> [Requirement]: Please filter the entries and return only the lines that include "webm".

> [Data entries]:
+ + +

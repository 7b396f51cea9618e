//! Session lifecycle and turn endpoints.

use axum::{
    Json,
    body::Bytes,
    extract::{Multipart, Path, State, rejection::JsonRejection},
    http::HeaderMap,
};
use serde::Deserialize;
use serde::de::DeserializeOwned;
use std::sync::Arc;

use crate::api::{AppState, Envelope, envelope, header_locale};
use crate::db::{Feedback, Rating};
use crate::error::{I18nError, ServiceError};
use crate::knowledge::Lane;
use crate::service::{ClientStateHint, SessionEnded, SessionStarted, StartSession, TurnOutcome};
use crate::stt::AudioClip;

/// Request body for POST /session/start
#[derive(Debug, Deserialize)]
pub struct StartSessionRequest {
    pub device_id: String,
    #[serde(default)]
    pub locale: Option<String>,
    pub initial_context: InitialContext,
}

#[derive(Debug, Deserialize)]
pub struct InitialContext {
    pub champion: String,
    pub lane: Lane,
    #[serde(default)]
    pub enemy: Option<String>,
}

/// Request body for POST /session/{id}/turn
#[derive(Debug, Deserialize)]
pub struct TurnRequest {
    pub text: String,
    #[serde(default)]
    pub client_state_hint: Option<ClientStateHint>,
}

/// Request body for POST /turn
#[derive(Debug, Deserialize)]
pub struct BodyTurnRequest {
    pub session_id: String,
    pub text: String,
    #[serde(default)]
    pub client_state_hint: Option<ClientStateHint>,
}

/// Request body for the end endpoints. Every field is optional.
#[derive(Debug, Default, Deserialize)]
pub struct EndSessionRequest {
    #[serde(default)]
    pub session_id: Option<String>,
    #[serde(default)]
    pub rating: Option<Rating>,
    #[serde(default)]
    pub comment: Option<String>,
}

impl EndSessionRequest {
    fn feedback(&self) -> Option<Feedback> {
        self.rating.map(|rating| Feedback {
            rating,
            comment: self
                .comment
                .as_deref()
                .map(str::trim)
                .filter(|c| !c.is_empty())
                .map(str::to_string),
        })
    }
}

fn invalid(state: &AppState, locale: &str, message: impl Into<String>) -> I18nError {
    state.i18n_error(
        ServiceError::InvalidRequest {
            message: message.into(),
        },
        locale,
    )
}

/// Unwrap a JSON body, answering malformed ones with the error envelope
fn json_body<T>(
    state: &AppState,
    locale: &str,
    body: Result<Json<T>, JsonRejection>,
) -> Result<T, I18nError> {
    body.map(|Json(value)| value)
        .map_err(|e| invalid(state, locale, e.body_text()))
}

/// Parse an optional JSON body; an empty body is the default value
fn optional_body<T: DeserializeOwned + Default>(
    state: &AppState,
    locale: &str,
    body: &Bytes,
) -> Result<T, I18nError> {
    if body.iter().all(u8::is_ascii_whitespace) {
        return Ok(T::default());
    }
    serde_json::from_slice(body).map_err(|e| invalid(state, locale, e.to_string()))
}

/// POST /session/start
pub async fn start_session_handler(
    State(state): State<Arc<AppState>>,
    headers: HeaderMap,
    body: Result<Json<StartSessionRequest>, JsonRejection>,
) -> Result<Json<Envelope<SessionStarted>>, I18nError> {
    let header_locale = header_locale(&headers);
    let request = json_body(&state, header_locale, body)?;
    let locale = request
        .locale
        .clone()
        .unwrap_or_else(|| header_locale.to_string());

    let started = state
        .service
        .start_session(StartSession {
            device_id: request.device_id,
            locale: request.locale,
            champion: request.initial_context.champion,
            lane: request.initial_context.lane,
            enemy: request.initial_context.enemy,
        })
        .map_err(|e| state.i18n_error(e, &locale))?;

    Ok(envelope(started))
}

/// POST /session/{id}/turn
pub async fn turn_handler(
    State(state): State<Arc<AppState>>,
    Path(session_id): Path<String>,
    headers: HeaderMap,
    body: Result<Json<TurnRequest>, JsonRejection>,
) -> Result<Json<Envelope<TurnOutcome>>, I18nError> {
    let locale = header_locale(&headers);
    let request = json_body(&state, locale, body)?;
    run_turn(&state, locale, &session_id, &request.text, request.client_state_hint).await
}

/// POST /turn
pub async fn turn_body_handler(
    State(state): State<Arc<AppState>>,
    headers: HeaderMap,
    body: Result<Json<BodyTurnRequest>, JsonRejection>,
) -> Result<Json<Envelope<TurnOutcome>>, I18nError> {
    let locale = header_locale(&headers);
    let request = json_body(&state, locale, body)?;
    run_turn(
        &state,
        locale,
        &request.session_id,
        &request.text,
        request.client_state_hint,
    )
    .await
}

async fn run_turn(
    state: &AppState,
    locale: &str,
    session_id: &str,
    text: &str,
    hint: Option<ClientStateHint>,
) -> Result<Json<Envelope<TurnOutcome>>, I18nError> {
    let outcome = state
        .service
        .process_turn(session_id, text, hint)
        .await
        .map_err(|e| state.i18n_error(e, locale))?;
    Ok(envelope(outcome))
}

/// POST /turn/audio (multipart: `session_id`, `audio`, `locale`)
pub async fn audio_turn_handler(
    State(state): State<Arc<AppState>>,
    headers: HeaderMap,
    mut multipart: Multipart,
) -> Result<Json<Envelope<TurnOutcome>>, I18nError> {
    let header_locale = header_locale(&headers);
    let mut session_id: Option<String> = None;
    let mut locale: Option<String> = None;
    let mut clip: Option<AudioClip> = None;

    while let Some(field) = multipart
        .next_field()
        .await
        .map_err(|e| invalid(&state, header_locale, e.body_text()))?
    {
        let name = field.name().unwrap_or("").to_string();

        match name.as_str() {
            "audio" => {
                let file_name = field.file_name().unwrap_or("audio.webm").to_string();
                let content_type = field.content_type().map(str::to_string);
                let data = field
                    .bytes()
                    .await
                    .map_err(|e| invalid(&state, header_locale, e.body_text()))?;
                clip = Some(AudioClip {
                    data,
                    file_name,
                    content_type,
                });
            }
            "session_id" => {
                session_id = Some(
                    field
                        .text()
                        .await
                        .map_err(|e| invalid(&state, header_locale, e.body_text()))?
                        .trim()
                        .to_string(),
                );
            }
            "locale" => {
                let value = field
                    .text()
                    .await
                    .map_err(|e| invalid(&state, header_locale, e.body_text()))?;
                if !value.trim().is_empty() {
                    locale = Some(value.trim().to_string());
                }
            }
            _ => {}
        }
    }

    let error_locale = locale.as_deref().unwrap_or(header_locale);
    let session_id = session_id
        .filter(|s| !s.is_empty())
        .ok_or_else(|| invalid(&state, error_locale, "session_id is required"))?;
    let clip = clip.ok_or_else(|| invalid(&state, error_locale, "audio is required"))?;

    let outcome = state
        .service
        .process_audio_turn(&session_id, clip, locale.as_deref())
        .await
        .map_err(|e| state.i18n_error(e, error_locale))?;

    Ok(envelope(outcome))
}

/// POST /session/{id}/end
pub async fn end_session_handler(
    State(state): State<Arc<AppState>>,
    Path(session_id): Path<String>,
    headers: HeaderMap,
    body: Bytes,
) -> Result<Json<Envelope<SessionEnded>>, I18nError> {
    let locale = header_locale(&headers);
    let request: EndSessionRequest = optional_body(&state, locale, &body)?;
    end_session(&state, locale, &session_id, request.feedback())
}

/// POST /session/end
pub async fn end_session_body_handler(
    State(state): State<Arc<AppState>>,
    headers: HeaderMap,
    body: Bytes,
) -> Result<Json<Envelope<SessionEnded>>, I18nError> {
    let locale = header_locale(&headers);
    let request: EndSessionRequest = optional_body(&state, locale, &body)?;
    let session_id = request
        .session_id
        .as_deref()
        .map(str::trim)
        .filter(|s| !s.is_empty())
        .ok_or_else(|| invalid(&state, locale, "session_id is required"))?;
    end_session(&state, locale, session_id, request.feedback())
}

fn end_session(
    state: &AppState,
    locale: &str,
    session_id: &str,
    feedback: Option<Feedback>,
) -> Result<Json<Envelope<SessionEnded>>, I18nError> {
    let ended = state
        .service
        .end_session(session_id, feedback)
        .map_err(|e| state.i18n_error(e, locale))?;
    Ok(envelope(ended))
}

#[cfg(test)]
mod tests {
    use axum::body::Body;
    use axum::http::{Request, StatusCode, header};
    use serde_json::json;

    use crate::api::tests::{app, get, post_json, send, start_session};

    #[tokio::test]
    async fn test_start_session() {
        let app = app();
        let (status, body) = send(
            &app,
            post_json(
                "/session/start",
                json!({
                    "device_id": "phone-1",
                    "locale": "en-US",
                    "initial_context": {"champion": "garen", "lane": "baron", "enemy": "darius"}
                }),
            ),
        )
        .await;

        assert_eq!(status, StatusCode::OK);
        assert_eq!(body["ok"], true);
        assert_eq!(body["data"]["state"]["champion"], "Garen");
        assert_eq!(body["data"]["state"]["lane"], "top");
        assert!(
            body["data"]["greeting"]
                .as_str()
                .unwrap()
                .contains("against Darius")
        );
    }

    #[tokio::test]
    async fn test_start_session_rejects_bad_body() {
        let (status, body) = send(
            &app(),
            post_json(
                "/session/start",
                json!({"device_id": "phone-1", "initial_context": {"champion": "Garen", "lane": "river"}}),
            ),
        )
        .await;
        assert_eq!(status, StatusCode::BAD_REQUEST);
        assert_eq!(body["ok"], false);
        assert_eq!(body["error"]["code"], "VALIDATION_ERROR");
    }

    #[tokio::test]
    async fn test_turn_by_path_and_body() {
        let app = app();
        let id = start_session(&app, "pt-BR").await;

        let (status, body) = send(
            &app,
            post_json(
                &format!("/session/{id}/turn"),
                json!({"text": "to com 1200 de ouro, qual item compro?"}),
            ),
        )
        .await;
        assert_eq!(status, StatusCode::OK);
        assert_eq!(body["data"]["intent"], "ask_build");
        assert_eq!(body["data"]["reply_source"], "fallback");
        assert_eq!(body["data"]["updated_state"]["gold"], 1200);
        assert_eq!(body["data"]["suggested_tts"]["voice"], "pt-BR");

        let (status, body) = send(
            &app,
            post_json(
                "/turn",
                json!({
                    "session_id": id,
                    "text": "yasuo ta fed",
                    "client_state_hint": {"kills": 3, "deaths": 1}
                }),
            ),
        )
        .await;
        assert_eq!(status, StatusCode::OK);
        assert_eq!(body["data"]["intent"], "update_enemy_status");
        assert_eq!(body["data"]["updated_state"]["kills"], 3);
        assert_eq!(body["data"]["updated_state"]["enemies"][1]["champion"], "Yasuo");
    }

    #[tokio::test]
    async fn test_empty_turn_is_bad_request() {
        let app = app();
        let id = start_session(&app, "pt-BR").await;

        let (status, body) = send(
            &app,
            post_json(&format!("/session/{id}/turn"), json!({"text": "  "})),
        )
        .await;
        assert_eq!(status, StatusCode::BAD_REQUEST);
        assert_eq!(body["error"]["code"], "STT_UNCLEAR");
    }

    #[tokio::test]
    async fn test_audio_turn_without_transcriber_asks_to_repeat() {
        let app = app();
        let id = start_session(&app, "en").await;

        let boundary = "XBOUNDARY";
        let body = format!(
            "--{boundary}\r\n\
             Content-Disposition: form-data; name=\"session_id\"\r\n\r\n\
             {id}\r\n\
             --{boundary}\r\n\
             Content-Disposition: form-data; name=\"locale\"\r\n\r\n\
             en-US\r\n\
             --{boundary}\r\n\
             Content-Disposition: form-data; name=\"audio\"; filename=\"turn.webm\"\r\n\
             Content-Type: audio/webm\r\n\r\n\
             RIFFDATA\r\n\
             --{boundary}--\r\n"
        );
        let request = Request::post("/turn/audio")
            .header(
                header::CONTENT_TYPE,
                format!("multipart/form-data; boundary={boundary}"),
            )
            .body(Body::from(body))
            .unwrap();

        let (status, body) = send(&app, request).await;
        assert_eq!(status, StatusCode::OK);
        assert_eq!(body["data"]["intent"], "unknown");
        assert_eq!(body["data"]["reply_text"], "I couldn't hear you. Try again.");
    }

    #[tokio::test]
    async fn test_end_session_with_and_without_feedback() {
        let app = app();

        let id = start_session(&app, "en").await;
        let request = Request::post(format!("/session/{id}/end"))
            .body(Body::empty())
            .unwrap();
        let (status, body) = send(&app, request).await;
        assert_eq!(status, StatusCode::OK);
        assert_eq!(body["data"]["message"], "Session ended. Good game!");

        let (status, _) = send(
            &app,
            post_json(&format!("/session/{id}/turn"), json!({"text": "oi"})),
        )
        .await;
        assert_eq!(status, StatusCode::NOT_FOUND);

        let id = start_session(&app, "en").await;
        let (status, body) = send(
            &app,
            post_json(
                "/session/end",
                json!({"session_id": id, "rating": "good", "comment": "helpful"}),
            ),
        )
        .await;
        assert_eq!(status, StatusCode::OK);
        assert_eq!(body["data"]["message"], "Thanks for the feedback. Good game!");

        let (status, _) = send(&app, get(&format!("/admin/session/{id}/turns"))).await;
        assert_eq!(status, StatusCode::OK);
    }

    #[tokio::test]
    async fn test_end_without_session_id_is_rejected() {
        let (status, body) = send(&app(), post_json("/session/end", json!({"rating": "bad"}))).await;
        assert_eq!(status, StatusCode::BAD_REQUEST);
        assert_eq!(body["error"]["code"], "VALIDATION_ERROR");
    }
}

+ + +

> [Task solution]:
                let file_name = field.file_name().unwrap_or("audio.webm").to_string();
             Content-Disposition: form-data; name=\"audio\"; filename=\"turn.webm\"\r\n\
             Content-Type: audio/webm\r\n\r\n\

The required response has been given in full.